Poppy se echó a reír.
—¿Tanto te cobran normalmente?
—Lo intentan. ¿Por qué?
—Porque yo estaba pensando en la décima parte de esa cifra. En las cortinas sólo hay que ponerles un poco de color por los bordes. Y los cojines saldrán muy baratos, porque los voy a hacer yo. Lo que sí tienes que elegir es la moqueta...
—Pero si me fío de ti.
Poppy parpadeó.
—¿De verdad? Es que es lo más caro.
—Estoy seguro de que no me vas a engañar. Llamaré a una de las tiendas de por aquí, para que traigan muestras y me pondré en contacto también con una tienda de subastas. Y pondré a tu disposición una cuenta corriente, para que puedas realizar los pagos. Si es una buena tienda, lo mismo tienen alfombras antiguas que pueden servir. ¿Qué tal?
Aquello le parecía estupendo. Era como si estuviera jugando a las casitas. Mientras James les hacía a los niños unos sandwiches y se los llevaba a la habitación, para quedarse más tranquilo, Poppy se quedó en la cocina, bebiéndose otro vaso de vino y preguntándose en qué lío se estaba metiendo.
Cenas acogedoras y un presupuesto ilimitado para decorar una habitación. ¿Sobreviviría a ello? Le había prometido que no ocurriría nada entre ellos. Pero eso no impedía que ella se enamorase de él. Lo mismo que estar a dieta no impedía que te apeteciesen los bombones, como tampoco un millón de promesas los impediría sucumbir a la atracción.
Suspiró y apoyó la cabeza en sus brazos. Condenado James Carmichael por ser tan atractivo y encantador y normal. Condenadas hormonas que hacían desearlo.

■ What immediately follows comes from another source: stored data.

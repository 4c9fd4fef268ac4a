//! Worker-side protocol endpoint.
//!
//! The supervisor launches the worker with [`form_argv`]; the document ID in
//! that vector is the only rendezvous key, so the worker opens the same
//! channel without further negotiation. The session then:
//!
//! 1. waits for `start` carrying the document,
//! 2. runs every plugin that has no result yet, reporting each as a
//!    `plugin_result`,
//! 3. stops early on `cancel`, abandoning the running plugin,
//! 4. reports `complete` with the final status and closes its side.

use tracing::{debug, info, warn};

use crate::channel::{Channel, ChannelFactory, Message, Role};
use crate::models::{DocumentState, ResultStatus};
use crate::plugin::PluginRunner;
use crate::{AppError, Result};

/// Subcommand that selects the worker entry point.
pub const WORKER_SUBCOMMAND: &str = "worker";

/// Flag carrying the document ID.
pub const DOCUMENT_ID_FLAG: &str = "--document-id";

/// Argument vector for a worker serving `document_id`.
#[must_use]
pub fn form_argv(document_id: &str) -> Vec<String> {
    vec![
        WORKER_SUBCOMMAND.to_owned(),
        DOCUMENT_ID_FLAG.to_owned(),
        document_id.to_owned(),
    ]
}

/// Worker end of one document's channel.
pub struct WorkerSession {
    document_id: String,
    channel: Box<dyn Channel>,
}

impl WorkerSession {
    /// Open the worker side of the channel for `document_id`.
    ///
    /// # Errors
    ///
    /// Returns `AppError::Ipc` if the supervisor has not prepared the
    /// channel, or any error from the factory.
    pub fn open(channels: &dyn ChannelFactory, document_id: &str) -> Result<Self> {
        let opened = channels.open(Role::Worker, document_id)?;
        let mut channel = opened.channel;
        if !opened.existed {
            if let Err(err) = channel.close() {
                warn!(document_id, %err, "failed to close unexpected channel");
            }
            return Err(AppError::Ipc(format!(
                "no channel prepared for document {document_id}"
            )));
        }
        Ok(Self {
            document_id: document_id.to_owned(),
            channel,
        })
    }

    /// Serve the document to completion and close the worker side.
    ///
    /// Returns the status reported to the supervisor.
    ///
    /// # Errors
    ///
    /// Returns transport errors, or `AppError::Protocol` if the supervisor
    /// sends something other than `start` first.
    pub async fn serve(mut self, runner: &dyn PluginRunner) -> Result<ResultStatus> {
        let served = self.drive(runner).await;
        if let Err(err) = self.channel.close() {
            warn!(document_id = %self.document_id, %err, "failed to close channel");
        }
        served
    }

    async fn drive(&mut self, runner: &dyn PluginRunner) -> Result<ResultStatus> {
        let mut state = self.await_start().await?;
        state.status = ResultStatus::InProgress;
        info!(
            document_id = %self.document_id,
            plugins = state.plugins.len(),
            "worker started document"
        );

        let pending: Vec<_> = state.pending_plugins().cloned().collect();
        let mut cancelled = false;

        for plugin in pending {
            debug!(plugin_id = %plugin.id, "running plugin");
            let mut running = runner.run(&plugin);

            let result = loop {
                tokio::select! {
                    result = &mut running => break Some(result),
                    received = self.channel.receive() => match received? {
                        Message::Cancel => break None,
                        other => warn!(kind = other.kind(), "ignoring unexpected message"),
                    },
                }
            };

            let Some(result) = result else {
                info!(plugin_id = %plugin.id, "cancel received, abandoning plugin");
                cancelled = true;
                break;
            };

            self.channel
                .send(&Message::PluginResult {
                    result: result.clone(),
                })?;
            if let Some(slot) = state.plugin_mut(&plugin.id) {
                slot.result = Some(result);
            }
        }

        let status = if cancelled {
            ResultStatus::Cancelled
        } else {
            state.aggregate_status()
        };
        self.channel.send(&Message::Complete { status })?;
        info!(document_id = %self.document_id, ?status, "worker completed document");
        Ok(status)
    }

    async fn await_start(&mut self) -> Result<DocumentState> {
        match self.channel.receive().await? {
            Message::Start { document } if document.document_id == self.document_id => {
                Ok(document)
            }
            Message::Start { document } => Err(AppError::Protocol(format!(
                "start for document {} on channel of {}",
                document.document_id, self.document_id
            ))),
            other => Err(AppError::Protocol(format!(
                "expected start, received {}",
                other.kind()
            ))),
        }
    }
}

No le oyó volver, pero en un momento determinado fue consciente de su presencia. El corazón le empezó a latir con fuerza. James le puso las manos en los hombros y le dio un masaje en sus tensos músculos.
—Estás cansada —murmuró—. Deberías irte a la cama.
Ella apoyó la espalda en la silla y continuó con la cabeza hacia abajo.
—No pares —murmuró—. Es delicioso.
Le estaba dando un masaje en los músculos del cuello y de los hombros, liberándola de la tensión acumulada en los mismos. Echó la cabeza para atrás y la apoyó en su abdomen, que irradiaba calidez. Él le puso las manos en las mejillas, se agachó y le dio un beso en los labios.
Ella gimió y dio la vuelta a la silla. Él la estrechó entre sus brazos y siguió besándola. Su boca cada vez se hacía más exigente y su lengua buscaba la de ella, haciéndola perder el control.
Apretó su cuerpo contra el de él y sintió que lo recorría un escalofrío. Estaba excitado, su miembro duro y caliente. En esos momentos, se acordó de que los niños estaban en la casa y todavía despiertos y ellos no deberían estar haciendo lo que estaban haciendo.
—Maldita sea —se quejó él. Levantó la cabeza y la abrazó con fuerza y la empezó a mecer—. Maldita sea, maldita sea.
—Antes de hacer una promesa, hay que pensárselo dos veces —se burló ella, con lo poco que le quedaba de sentido del humor.
—No, pero la hice. Y la voy a cumplir. Si me concedes unos segundos, te diré por qué —se apartó un poco y se quedó al lado de la ventana, mirando a la oscuridad del jardín—. Te quiero, Poppy —le dijo—. No creo que pueda seguir fiel a la promesa que le hice a tu madre.
—¿Y por qué te preocupa? —le preguntó ella.
—¿Por qué? —se dio la vuelta y la miró a los ojos—. Porque yo no soy lo que tú necesitas. Porque no te quiero utilizar. Te mereces a alguien mejor que yo.
—Te estás haciendo a ti mismo poca justicia —le respondió ella—. Ya soy mayor, James. Quizá sería mejor que me dejaras a mí decidir sobre nosotros.
—Es que no hay un «nosotros». Ese es el problema. Mi vida ya es un lío. No se puede mezclar el placer con el trabajo. Te necesito para que cuides de los niños, como le dije a tu madre. No puedo dejar que mis necesidades, o las tuyas, interfieran.
—¿Es que las dos cosas son excluyentes? —le preguntó.
James se encogió de hombros.
—No sé. Lo único que sé es que los niños ya han sufrido bastantes traumas en sus vidas. Eres alguien que significa mucho para ellos. No puedo poner en peligro esa relación por una diversión temporal. Y no puedo permitírtelo a ti tampoco. Lo siento, Poppy Nunca sabrás de verdad, cuánto lo siento.
A continuación, se dio la vuelta y salió de la cocina, dejándola sola con sus emociones.